● WHAT THE TASK REQUIRES: Copy the data exactly. No line may be skipped.

──────── EXCERPTED RECORDS ────────

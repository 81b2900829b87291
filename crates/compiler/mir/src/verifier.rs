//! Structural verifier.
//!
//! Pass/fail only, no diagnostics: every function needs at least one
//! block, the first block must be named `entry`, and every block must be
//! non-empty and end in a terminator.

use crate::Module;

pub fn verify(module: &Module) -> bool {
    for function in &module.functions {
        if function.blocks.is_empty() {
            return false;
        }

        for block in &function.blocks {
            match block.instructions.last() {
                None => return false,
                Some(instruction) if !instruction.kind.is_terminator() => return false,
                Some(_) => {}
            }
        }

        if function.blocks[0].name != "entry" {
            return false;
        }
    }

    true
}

────────

● OUTPUT OF THE TASK:
repository 81b2900829b87291
filename crates/compiler/mir/src/verifier.rs
//! Structural verifier.
//!
//! Pass/fail only, no diagnostics: every function needs at least one
//! block, the first block must be named `entry`, and every block must be
//! non-empty and end in a terminator.

use crate::Module;

pub fn verify(module: &Module) -> bool {
    for function in &module.functions {
        if function.blocks.is_empty() {
            return false;
        }

        for block in &function.blocks {
            match block.instructions.last() {
                None => return false,
                Some(instruction) if !instruction.kind.is_terminator() => return false,
                Some(_) => {}
            }
        }

        if function.blocks[0].name != "entry" {
            return false;
        }
    }

    true
}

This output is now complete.